My betta, is obviously sick, I just don't know what it is, or how to cure it. I orriginally thought it was Swim Bladder disease, I kept a close eye on him for a couple of days, and he is still not any better. He just floats at the top of his tank, lifeless, and when he does try to swim down towards the bottom he has to struggle, and once he stops swimming he floats back up to the top. He also has a strange lump on his side. I don't think it could be Swim bladder Disease because isn't that caused mainly from over feeding? I only feed my bettas once every other day, or every couple of days. I also feed them a variety of foods. My other two bettas seem fine...I just cant figure this out. What do you guys think it could be? Are there any treatments? Should I take him into a petstore and see what they think? Will you guys please help? :help:


----------



## Imbrium (Feb 7, 2005)

That sounds like swim bladder disease to me.

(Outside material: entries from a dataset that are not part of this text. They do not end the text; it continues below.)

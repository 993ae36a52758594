use bevy::prelude::*;

use crate::engine::scene::reticle::ReticleState;
use crate::xr::hit_test::HitTestSourcePhase;
use crate::xr::runtime::{
    HitTestSourceHandle, ReferenceSpaceKind, RequestId, SessionHandle, SessionMode, XrEvent,
    XrPoll, XrRuntime,
};

/// Session lifecycle, one full cycle per [`StartSessionEvent`].
#[derive(Debug, Clone, Copy, Default, Eq, PartialEq, Hash, States)]
pub enum SessionState {
    /// No session exists; a start event begins a new cycle.
    #[default]
    Inactive,
    /// A session request is in flight with the platform.
    Requested,
    /// The session is live and frames may carry hit-test snapshots.
    Active,
}

/// Everything scoped to a single session.
///
/// `reset` is the only teardown path, so an end notification can never
/// leave a stale handle or a half-cleared negotiation behind.
#[derive(Resource, Default)]
pub struct XrSessionContext {
    pub session: Option<SessionHandle>,
    pub pending_session: Option<RequestId>,
    pub hit_test: HitTestSourcePhase,
}

impl XrSessionContext {
    /// Clear every session-scoped handle in one step.
    pub fn reset(&mut self) {
        self.session = None;
        self.pending_session = None;
        self.hit_test = HitTestSourcePhase::Unrequested;
    }

    /// Live hit-test source, if negotiation has completed.
    pub fn hit_test_source(&self) -> Option<HitTestSourceHandle> {
        match self.hit_test {
            HitTestSourcePhase::Ready(source) => Some(source),
            _ => None,
        }
    }

    /// True while a source request is in flight for this session.
    pub fn hit_test_pending(&self) -> bool {
        matches!(
            self.hit_test,
            HitTestSourcePhase::ViewerSpaceRequested(_) | HitTestSourcePhase::SourceRequested(_)
        )
    }
}

/// Ask the lifecycle manager to acquire an immersive AR session.
#[derive(Event, Default)]
pub struct StartSessionEvent;

/// The user triggered the primary "select" input.
#[derive(Event, Default)]
pub struct SelectEvent;

// Translate platform notifications into frame-synchronised events and tear
// session-scoped state down when the platform reports the session gone.
pub fn pump_xr_events(
    mut runtime: ResMut<XrRuntime>,
    mut context: ResMut<XrSessionContext>,
    mut reticle: ResMut<ReticleState>,
    mut next_state: ResMut<NextState<SessionState>>,
    mut select_events: EventWriter<SelectEvent>,
) {
    for event in runtime.0.drain_events() {
        match event {
            XrEvent::Select => {
                select_events.send(SelectEvent);
            }
            XrEvent::SessionEnded(session) => {
                if context.session != Some(session) {
                    // Late notification for a session already torn down.
                    continue;
                }
                info!("AR session ended, clearing session-scoped state");
                context.reset();
                reticle.visible = false;
                next_state.set(SessionState::Inactive);
            }
        }
    }
}

pub fn handle_start_session(
    mut events: EventReader<StartSessionEvent>,
    mut runtime: ResMut<XrRuntime>,
    mut context: ResMut<XrSessionContext>,
    state: Res<State<SessionState>>,
    mut next_state: ResMut<NextState<SessionState>>,
) {
    for _ in events.read() {
        // The pending-request check also covers a second start event arriving
        // before the state transition has been applied.
        if *state.get() != SessionState::Inactive || context.pending_session.is_some() {
            debug!("ignoring session start request, a session cycle is already underway");
            continue;
        }
        context.pending_session = Some(runtime.0.request_session(SessionMode::ImmersiveAr));
        next_state.set(SessionState::Requested);
    }
}

pub fn poll_session_request(
    mut runtime: ResMut<XrRuntime>,
    mut context: ResMut<XrSessionContext>,
    mut next_state: ResMut<NextState<SessionState>>,
) {
    let Some(request) = context.pending_session else {
        return;
    };

    match runtime.0.poll_session(request) {
        XrPoll::Pending => {}
        XrPoll::Ready(session) => {
            context.pending_session = None;
            context.session = Some(session);
            // Rendered content is expressed in a stationary local frame.
            runtime
                .0
                .set_reference_space_kind(session, ReferenceSpaceKind::Local);
            context.hit_test = HitTestSourcePhase::Unrequested;
            info!("AR session established");
            next_state.set(SessionState::Active);
        }
        XrPoll::Failed(err) => {
            context.pending_session = None;
            warn!("AR session unavailable: {err}");
            next_state.set(SessionState::Inactive);
        }
    }
}

/// Hand the session back to the platform on Escape (native preview only).
/// Teardown itself happens when the platform's end notification arrives.
#[cfg(not(target_arch = "wasm32"))]
pub fn end_session_on_escape(
    keyboard: Res<ButtonInput<KeyCode>>,
    context: Res<XrSessionContext>,
    mut runtime: ResMut<XrRuntime>,
) {
    if keyboard.just_pressed(KeyCode::Escape) {
        if let Some(session) = context.session {
            runtime.0.end_session(session);
        }
    }
}

#[cfg(test)]
mod tests {
    use super::*;
    use crate::xr::runtime::HitTestSourceHandle;

    #[test]
    fn reset_clears_all_session_scoped_state() {
        let mut context = XrSessionContext {
            session: Some(SessionHandle(7)),
            pending_session: Some(RequestId(3)),
            hit_test: HitTestSourcePhase::SourceRequested(RequestId(4)),
        };

        context.reset();

        assert_eq!(context.session, None);
        assert_eq!(context.pending_session, None);
        assert_eq!(context.hit_test, HitTestSourcePhase::Unrequested);
    }

    #[test]
    fn pending_flag_is_a_projection_of_the_phase() {
        let mut context = XrSessionContext::default();
        assert!(!context.hit_test_pending());

        context.hit_test = HitTestSourcePhase::ViewerSpaceRequested(RequestId(1));
        assert!(context.hit_test_pending());

        context.hit_test = HitTestSourcePhase::SourceRequested(RequestId(2));
        assert!(context.hit_test_pending());

        context.hit_test = HitTestSourcePhase::Ready(HitTestSourceHandle(5));
        assert!(!context.hit_test_pending());
        assert_eq!(context.hit_test_source(), Some(HitTestSourceHandle(5)));

        context.hit_test = HitTestSourcePhase::Failed;
        assert!(!context.hit_test_pending());
        assert_eq!(context.hit_test_source(), None);
    }
}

It can also be caused by bacteria and other things. Maybe the lump is putting pressure on it?


----------



## solar-ton (Aug 15, 2005)

1.its a tumor
2.its a distended spleen
3. it could also be a stomach ulser but i doubt it

could you tell us what size it is?


----------



## TheOldSalt (Jan 28, 2005)

Swimbladder infection, almost certainly. The medicine to treat it will cost more than the fish itself, but if you want to fix it, get some Maracyn.


----------



## Alisha (Aug 5, 2005)

Alright, now that I know *Almost for a fact* that it's swim bladder disease, I cant treat it. TheOldSalt: I will definately get Maracyn. Solar-Ton: The lump is fairly small, maybe 3-4 mm long...it's not protruding out too much....sorry I cant give a better explanation!


----------



## solar-ton (Aug 15, 2005)

hmmm sounds like swim bladder but you can never rule out the possibility of it being a tumor...well sometimes it happens theres alyaws a chance....


----------



## Alisha (Aug 5, 2005)

Thanks again for the help solar-ton. I feel so bad, Like I'm a bad fish owner. Now, the only way to stay from the top is going under his decoration, and floating to the top of his decoration, then when he needs air he simply floats back up to the top, it's the weirdest thing...he looks so miserable though, so I am going to get him some Maracyn immediately. Can't they die from swim-bladder?? And also, do they have the same type of symptoms as this, with tumors? Thanks again, you really are, the best!


----------



## Alisha (Aug 5, 2005)

I'm going to have to take him into my lfs today because he has gotten worse. He now swims on his side, and has a few brown/black specks on him. So I will take him in to see what they say. I really hope we can save him. :-(


----------